Vergogna anche su certi ipocriti e falsisissimi “rappresentanti dell’Islam” in Italia e in Europa, che all’inizio soffiavano sul fuoco vedendo arrivato il loro momento agognato, ed ora fanno gli “scandalizzati”. Non erano credibili allora, per chi conosce un minimo cosa sia la tradizione con la “T” maiuscola, né lo sono oggi, quando – ormai screditatissimi – propongono ancora le loro facce ad un pubblico di boccaloni per il quale “Islam” equivale a qualsiasi individuo riesca ad accreditarsi (tramite le “istituzioni” nazionali compiacenti) come suo “rappresentante”.

Vergogna anche su quei pagliaccetti caricati a molla che non hanno mai smesso di insultare l’Islam nel suo complesso, parando malamente la loro ostilità a Dio e alla religione col “laicismo”. Erano estremamente “laici” anche certi regimi crollati con le “primavere”, ma i risultati si sono visti, perché quando fai tabula rasa della religione quella al momento buono ritorna, ma fondamentalmente incompresa. Mica è un caso che la Tunisia fornisca uno dei più alti contingenti di mercenari in Siria.

Parliamo volutamente di mercenari, perché tra chi si deve vergognare, e chissà mai se lo farà, si annoverano anche gli scendiletto dell’America e dei loro vassalli “occidentali”, che utilizzano i cosiddetti “jihadisti” per tutta una serie di operazioni sia militari sia “di intelligence”, come quelle eseguite in territorio europeo ed attribuite a fantomatiche “cellule” di un ‘terrorismo in franchising’.

Ma anche queste cose le avevamo abbondantemente scritte e dette. Che dopo la fase di “Enduring Freedom” la “democrazia” sarebbe stata esportata anche con sistemi meno grossolani, mentre all’interno delle nazioni inserite nell’alveo filo-americano sarebbe stato sviluppato, a livelli parossistici, il terrore delle “quinte colonne di al-Qa’ida”, complice l’insensata politica adottata in materia di immigrazione.

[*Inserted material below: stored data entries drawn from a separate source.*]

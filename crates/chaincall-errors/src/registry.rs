//! The custom-error directory — maps 4-byte selectors to declared error
//! signatures.
//!
//! Generated bindings register their errors here at startup; classification
//! consults the directory when a revert payload looks like an encoded
//! custom error. The directory is open for extension: registering new
//! signatures never touches the classification algorithm.

use alloy_core::dyn_abi::{DynSolType, DynSolValue};
use std::collections::HashMap;
use std::sync::{OnceLock, RwLock};
use tiny_keccak::{Hasher, Keccak};

use crate::types::DecodedCustomError;

/// A single parameter of a declared custom error.
#[derive(Debug, Clone, PartialEq)]
pub struct ErrorParam {
    /// Parameter name (may be empty for unnamed params).
    pub name: String,
    pub ty: DynSolType,
}

/// A declared custom error signature.
#[derive(Debug, Clone, PartialEq)]
pub struct ErrorSignature {
    /// Error name, e.g. `"InsufficientBalance"`.
    pub name: String,
    /// Canonical signature, e.g. `"InsufficientBalance(address,uint256)"`.
    pub signature: String,
    /// First 4 bytes of keccak256 of the canonical signature.
    pub selector: [u8; 4],
    /// Declared parameters in order.
    pub params: Vec<ErrorParam>,
}

impl ErrorSignature {
    /// Build a signature from its name and declared parameters, deriving
    /// the canonical string and selector.
    pub fn new(name: impl Into<String>, params: Vec<ErrorParam>) -> Self {
        let name = name.into();
        let types: Vec<String> = params
            .iter()
            .map(|p| p.ty.sol_type_name().into_owned())
            .collect();
        let signature = format!("{}({})", name, types.join(","));
        let selector = selector_of(&signature);
        Self { name, signature, selector, params }
    }

    /// Decode the argument payload (revert data *after* the selector).
    pub fn decode_payload(&self, payload: &[u8]) -> Option<DecodedCustomError> {
        if self.params.is_empty() {
            return Some(DecodedCustomError { name: self.name.clone(), fields: Vec::new() });
        }
        let types: Vec<DynSolType> = self.params.iter().map(|p| p.ty.clone()).collect();
        let decoded = DynSolType::Tuple(types).abi_decode_sequence(payload).ok()?;
        let values = match decoded {
            DynSolValue::Tuple(values) => values,
            single => vec![single],
        };
        let fields = self
            .params
            .iter()
            .zip(values)
            .map(|(param, value)| (param.name.clone(), value))
            .collect();
        Some(DecodedCustomError { name: self.name.clone(), fields })
    }
}

/// First 4 bytes of keccak256 of a canonical signature string.
pub fn selector_of(signature: &str) -> [u8; 4] {
    let mut hasher = Keccak::v256();
    let mut output = [0u8; 32];
    hasher.update(signature.as_bytes());
    hasher.finalize(&mut output);
    [output[0], output[1], output[2], output[3]]
}

/// Looks up custom errors by their leading 4-byte selector.
pub trait ErrorRegistry: Send + Sync {
    /// All signatures registered for `selector`. Multiple entries mean a
    /// selector collision; candidates are tried in registration order.
    fn get_by_selector(&self, selector: [u8; 4]) -> Vec<ErrorSignature>;

    /// Decode full revert data (selector included) into a custom error,
    /// trying colliding candidates in order. `None` if the selector is
    /// unknown or no candidate's ABI fits the payload.
    fn decode(&self, data: &[u8]) -> Option<DecodedCustomError> {
        if data.len() < 4 {
            return None;
        }
        let selector: [u8; 4] = data[..4].try_into().ok()?;
        let payload = &data[4..];
        for sig in self.get_by_selector(selector) {
            if let Some(decoded) = sig.decode_payload(payload) {
                return Some(decoded);
            }
        }
        None
    }

    fn len(&self) -> usize;

    fn is_empty(&self) -> bool {
        self.len() == 0
    }
}

/// A simple in-memory registry backed by `HashMap`.
#[derive(Default)]
pub struct MemoryErrorRegistry {
    /// selector → signatures in registration order (collisions kept).
    by_selector: RwLock<HashMap<[u8; 4], Vec<ErrorSignature>>>,
}

impl MemoryErrorRegistry {
    pub fn new() -> Self {
        Self::default()
    }

    /// Register a signature. Safe to call from multiple threads; typically
    /// done once at startup by generated bindings.
    pub fn register(&self, sig: ErrorSignature) {
        let mut map = self.by_selector.write().unwrap();
        map.entry(sig.selector).or_default().push(sig);
    }
}

impl ErrorRegistry for MemoryErrorRegistry {
    fn get_by_selector(&self, selector: [u8; 4]) -> Vec<ErrorSignature> {
        self.by_selector
            .read()
            .unwrap()
            .get(&selector)
            .cloned()
            .unwrap_or_default()
    }

    fn len(&self) -> usize {
        self.by_selector.read().unwrap().values().map(|v| v.len()).sum()
    }
}

/// The process-wide default registry consulted by classification when no
/// explicit registry is supplied. Bindings register into it at startup.
pub fn global_registry() -> &'static MemoryErrorRegistry {
    static REGISTRY: OnceLock<MemoryErrorRegistry> = OnceLock::new();
    REGISTRY.get_or_init(MemoryErrorRegistry::new)
}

E avevamo anche aggiunto, sempre prima dei fatti giunti puntualmente a confermare la bontà dell’analisi, che questa nuova maschera del “fondamentalismo islamico” fabbricato a Londra, cioè l’ISIS, avrebbe cominciato a “minacciare” l’Italia.

Ma se “nessuno” ci vuole ascoltare, che colpa ne abbiamo? Noi, quello che la nostra coscienza ci dettava l’abbiamo fatto. Si pentano, quindi, e si vergognino pure, tutti quelli che finora o non avevano capito un accidente o, molto più probabilmente, facevano finta di non capire perché gli faceva comodo fare così.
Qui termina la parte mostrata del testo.